Content starts
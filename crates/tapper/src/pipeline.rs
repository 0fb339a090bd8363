//! Wiring: capture sources feed the packet loop, the packet loop feeds the
//! assembler, readers feed the emitter. Background tasks clean, collect,
//! report and talk to the API server until the shutdown token fires.

use std::{
    net::{Ipv4Addr, SocketAddr},
    sync::Arc,
    thread::JoinHandle,
    time::{Duration, Instant},
};

use crossbeam::channel::{self, Receiver, RecvTimeoutError};
use tap_api::Diagnostics;
use thiserror::Error;
use tokio::{net::TcpListener, sync::broadcast, task::JoinSet};
use tokio_util::sync::CancellationToken;
use tracing::{debug, error, info, warn};

use crate::{
    assembler::Assembler,
    capture::{CaptureError, PACKET_CHANNEL_CAPACITY, PacketInfo, SourceManager},
    cleaner::{Cleaner, collect_streams},
    config::TapperConfig,
    control::{ControlClient, ControlHandler},
    emitter::{ChannelEmitter, EmitterOutput, LINE_BUFFER, Line, serve_lines},
    factory::TapStreamFactory,
    har::{HarError, HarWriter},
    packet::{Decoded, PacketDecoder},
    reader::{ReaderContext, ReaderPool},
    registry::StreamRegistry,
    stats::StatsReporter,
    target::TargetPolicy,
};

/// How long readers and the emitter get to finish at shutdown.
pub const SHUTDOWN_GRACE: Duration = Duration::from_secs(5);

const FRAGMENT_EXPIRY_EVERY: Duration = Duration::from_secs(1);
const PACKET_POLL: Duration = Duration::from_millis(100);

#[derive(Debug, Error)]
pub enum PipelineError {
    #[error("capture: {0}")]
    Capture(#[from] CaptureError),
    #[error("har output: {0}")]
    Har(#[from] HarError),
    #[error("{op}: {source}")]
    Io {
        op:     &'static str,
        #[source]
        source: std::io::Error,
    },
}

impl PipelineError {
    fn io(op: &'static str) -> impl FnOnce(std::io::Error) -> Self {
        move |source| Self::Io { op, source }
    }

    /// Tag logged with a fatal error.
    pub fn tag(&self) -> &'static str {
        match self {
            Self::Capture(_) => "Capture-Init",
            Self::Har(_) => "HAR-Init",
            Self::Io { .. } => "Startup",
        }
    }
}

/// Decodes captured frames and hands TCP segments to the assembler.
pub struct PacketProcessor {
    decoder:     PacketDecoder,
    assembler:   Arc<Assembler<TapStreamFactory>>,
    policy:      Arc<TargetPolicy>,
    diagnostics: Arc<Diagnostics>,
    last_expiry: Instant,
}

impl PacketProcessor {
    pub fn process(&mut self, info: &PacketInfo, now: Instant) {
        let stats = &self.diagnostics.stats;
        stats.add_packet(info.packet.data.len());

        match self.decoder.decode(&info.packet, now) {
            Ok(Decoded::Segment(segment)) => {
                if self.policy.is_ignored(segment.src_port, segment.dst_port) {
                    stats.inc_ignored_packets();
                } else {
                    stats.inc_tcp_packets();
                    self.assembler.assemble(segment, info.capture, now);
                }
            },
            Ok(Decoded::Fragment) => {},
            Ok(Decoded::Other) => stats.inc_ignored_packets(),
            Err(e) => self
                .diagnostics
                .errors
                .silent("Packet-Decode", format_args!("{}: {e}", info.source)),
        }

        if now.saturating_duration_since(self.last_expiry) >= FRAGMENT_EXPIRY_EVERY {
            self.decoder.expire_fragments(now);
            self.last_expiry = now;
        }
    }

    /// Process packets until `cancel` fires, then whatever is still queued.
    fn run(mut self, packets: Receiver<PacketInfo>, cancel: CancellationToken) {
        let mut processed = 0u64;
        while !cancel.is_cancelled() {
            match packets.recv_timeout(PACKET_POLL) {
                Ok(info) => {
                    self.process(&info, Instant::now());
                    processed += 1;
                },
                Err(RecvTimeoutError::Timeout) => {},
                Err(RecvTimeoutError::Disconnected) => break,
            }
        }
        for info in packets.try_iter() {
            self.process(&info, Instant::now());
            processed += 1;
        }
        info!(event.name = "packets.loop_stopped", processed, "packet loop stopped");
    }
}

/// What the final shutdown did.
#[derive(Debug, Clone, Copy, PartialEq, Eq)]
pub struct ShutdownSummary {
    pub streams_closed:    usize,
    /// Readers still running when the grace period ran out
    pub readers_abandoned: usize,
    pub published:         usize,
}

/// The assembled tapper, ready to receive packets.
pub struct Pipeline {
    config:      TapperConfig,
    diagnostics: Arc<Diagnostics>,
    policy:      Arc<TargetPolicy>,
    registry:    Arc<StreamRegistry>,
    readers:     Arc<ReaderPool>,
    assembler:   Arc<Assembler<TapStreamFactory>>,
    cleaner:     Arc<Cleaner<TapStreamFactory>>,
    output:      EmitterOutput,
    lines:       broadcast::Sender<Line>,
    processor:   PacketProcessor,
}

impl Pipeline {
    pub fn new(config: TapperConfig, diagnostics: Arc<Diagnostics>) -> Result<Self, PipelineError> {
        let policy = Arc::new(TargetPolicy::new(&config));
        Self::with_policy(config, policy, diagnostics)
    }

    pub fn with_policy(
        config: TapperConfig,
        policy: Arc<TargetPolicy>,
        diagnostics: Arc<Diagnostics>,
    ) -> Result<Self, PipelineError> {
        info!(
            event.name = "config.http2_limit",
            bytes = config.http2_data_size_limit,
            "HTTP/2 body size limit"
        );
        let dissectors = tap_dissectors::all_dissectors(config.http2_data_size_limit);
        for dissector in &dissectors {
            dissector.ping();
        }

        let (emitter, exchanges) = ChannelEmitter::new(policy.clone(), diagnostics.clone());
        let har = match &config.har {
            Some(har) => Some(HarWriter::new(&har.dir, har.max_entries)?),
            None => None,
        };
        let (lines, _) = broadcast::channel(LINE_BUFFER);
        let output = EmitterOutput::spawn(exchanges, har, lines.clone(), diagnostics.clone())
            .map_err(PipelineError::io("spawn emitter output"))?;

        let registry = Arc::new(StreamRegistry::new(diagnostics.clone()));
        let readers = Arc::new(ReaderPool::default());
        let context = ReaderContext {
            dissectors:  Arc::new(dissectors),
            emitter:     Arc::new(emitter),
            options:     Arc::new(config.filtering.clone()),
            diagnostics: diagnostics.clone(),
        };
        let factory = TapStreamFactory::new(
            registry.clone(),
            policy.clone(),
            readers.clone(),
            context,
            config.max_live_streams,
        );
        let assembler = Arc::new(Assembler::new(
            factory,
            config.assembler.clone(),
            diagnostics.clone(),
        ));
        let cleaner = Arc::new(Cleaner::new(
            assembler.clone(),
            registry.clone(),
            config.connection_timeout,
        ));
        let processor = PacketProcessor {
            decoder: PacketDecoder::new(
                config.ipdefrag,
                config.assembler.checksum,
                diagnostics.clone(),
            ),
            assembler: assembler.clone(),
            policy: policy.clone(),
            diagnostics: diagnostics.clone(),
            last_expiry: Instant::now(),
        };

        Ok(Self {
            config,
            diagnostics,
            policy,
            registry,
            readers,
            assembler,
            cleaner,
            output,
            lines,
            processor,
        })
    }

    /// Receive every exchange published from now on as a JSON line.
    pub fn subscribe(&self) -> broadcast::Receiver<Line> {
        self.lines.subscribe()
    }

    pub fn policy(&self) -> &Arc<TargetPolicy> {
        &self.policy
    }

    pub fn registry(&self) -> &Arc<StreamRegistry> {
        &self.registry
    }

    pub fn assembler(&self) -> &Arc<Assembler<TapStreamFactory>> {
        &self.assembler
    }

    pub fn cleaner(&self) -> &Arc<Cleaner<TapStreamFactory>> {
        &self.cleaner
    }

    pub fn diagnostics(&self) -> &Arc<Diagnostics> {
        &self.diagnostics
    }

    /// Feed one packet synchronously.
    pub fn process(&mut self, info: &PacketInfo, now: Instant) {
        self.processor.process(info, now);
    }

    /// Close every stream, let readers finish and drain the emitter.
    pub fn shutdown(self, grace: Duration) -> Result<ShutdownSummary, PipelineError> {
        finish(self.assembler, &self.readers, self.output, grace)
    }

    /// Capture and process until `shutdown` fires or a replayed file ends.
    pub async fn run(self, shutdown: CancellationToken) -> Result<ShutdownSummary, PipelineError> {
        let Self {
            config,
            diagnostics,
            policy,
            registry,
            readers,
            assembler,
            cleaner,
            output,
            lines,
            processor,
        } = self;

        let listener = match config.web_socket_port {
            Some(port) => {
                let bound = TcpListener::bind(SocketAddr::from((Ipv4Addr::UNSPECIFIED, port))).await;
                match bound {
                    Ok(listener) => Some(listener),
                    Err(e) => {
                        let _ = finish(assembler, &readers, output, Duration::ZERO);
                        return Err(PipelineError::io("bind line listener")(e));
                    },
                }
            },
            None => None,
        };

        let (tx, packets) = channel::bounded(PACKET_CHANNEL_CAPACITY);
        let sources = Arc::new(SourceManager::new(
            tx,
            &config.interface,
            &config.procfs,
            config.service_mesh,
            shutdown.child_token(),
            diagnostics.clone(),
        ));
        let filter = policy.bpf_filter();
        if let Some(filter) = &filter {
            info!(event.name = "capture.filter", filter, "initial capture filter");
        }
        if let Err(e) = sources.open_host(config.pcap_file.as_deref(), filter.as_deref()) {
            // Nothing will ever be captured; release what is already running
            let _ = finish(assembler, &readers, output, Duration::ZERO);
            return Err(e.into());
        }
        if config.service_mesh {
            let sources = sources.clone();
            let pods = policy.pods();
            let filter = filter.clone();
            tokio::task::spawn_blocking(move || sources.sync_sidecars(&pods, filter.as_deref()));
        }

        let loop_cancel = CancellationToken::new();
        let packet_loop = spawn_packet_loop(processor, packets, loop_cancel.clone())?;

        let mut tasks = JoinSet::new();
        let tasks_cancel = shutdown.child_token();
        tasks.spawn(
            cleaner
                .clone()
                .run(config.clean_period, tasks_cancel.clone()),
        );
        tasks.spawn(collect_streams(
            registry.clone(),
            config.close_timed_out_interval,
            config.stream_channel_timeout,
            tasks_cancel.clone(),
        ));
        let reporter = Arc::new(StatsReporter {
            diagnostics: diagnostics.clone(),
            assembler:   assembler.clone(),
            cleaner:     cleaner.clone(),
            registry:    registry.clone(),
            readers:     readers.clone(),
            sources:     sources.clone(),
        });
        tasks.spawn(reporter.clone().run(config.stats_every, tasks_cancel.clone()));
        if let Some(listener) = listener {
            tasks.spawn(serve_lines(
                listener,
                lines.clone(),
                diagnostics.clone(),
                tasks_cancel.clone(),
            ));
        }
        if let Some(address) = config.api_server_address.clone() {
            let handler = Arc::new(ControlHandler::new(policy.clone(), Some(sources.clone())));
            let client = ControlClient::new(address, handler, lines.clone(), diagnostics.clone());
            tasks.spawn(client.run(tasks_cancel.clone()));
        }

        let host_ended = sources.host_ended();
        tokio::select! {
            _ = shutdown.cancelled() => info!(event.name = "tapper.interrupted", "shutting down"),
            _ = host_ended.cancelled() => info!(event.name = "capture.finished", "capture input exhausted"),
        }
        tasks_cancel.cancel();

        // Sources first so the packet loop sees everything they captured
        let stopping = sources.clone();
        let _ = tokio::task::spawn_blocking(move || stopping.close()).await;
        loop_cancel.cancel();
        let _ = tokio::task::spawn_blocking(move || packet_loop.join()).await;

        let summary = tokio::task::spawn_blocking(move || {
            finish(assembler, &readers, output, SHUTDOWN_GRACE)
        })
        .await
        .map_err(|e| PipelineError::Io {
            op:     "shutdown",
            source: std::io::Error::other(e),
        })??;

        while let Some(joined) = tasks.join_next().await {
            if let Err(e) = joined {
                warn!(error = %e, "background task failed");
            }
        }
        reporter.report();
        Ok(summary)
    }
}

fn spawn_packet_loop(
    processor: PacketProcessor,
    packets: Receiver<PacketInfo>,
    cancel: CancellationToken,
) -> Result<JoinHandle<()>, PipelineError> {
    std::thread::Builder::new()
        .name("packet-loop".to_string())
        .spawn(move || processor.run(packets, cancel))
        .map_err(PipelineError::io("spawn packet loop"))
}

fn finish(
    assembler: Arc<Assembler<TapStreamFactory>>,
    readers: &ReaderPool,
    output: EmitterOutput,
    grace: Duration,
) -> Result<ShutdownSummary, PipelineError> {
    let streams_closed = assembler.flush_all();
    debug!(streams_closed, "assembler flushed");
    let readers_abandoned = readers.join_all(grace);
    if readers_abandoned > 0 {
        warn!(
            event.name = "readers.abandoned",
            readers = readers_abandoned,
            "readers still running after grace period"
        );
    }
    let published = match output.shutdown(grace) {
        Ok(published) => published,
        Err(e) => {
            error!(event.name = "har.close_failed", error = %e, "HAR output not closed cleanly");
            return Err(e.into());
        },
    };
    info!(
        event.name = "tapper.stopped",
        streams_closed,
        readers_abandoned,
        published,
        "shutdown complete"
    );
    Ok(ShutdownSummary {
        streams_closed,
        readers_abandoned,
        published,
    })
}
Content ends
YOUR TASK – Some lines in the material contain "thread". Show all of them.

WRITTEN RESPONSE –
    thread::JoinHandle,
    std::thread::Builder::new()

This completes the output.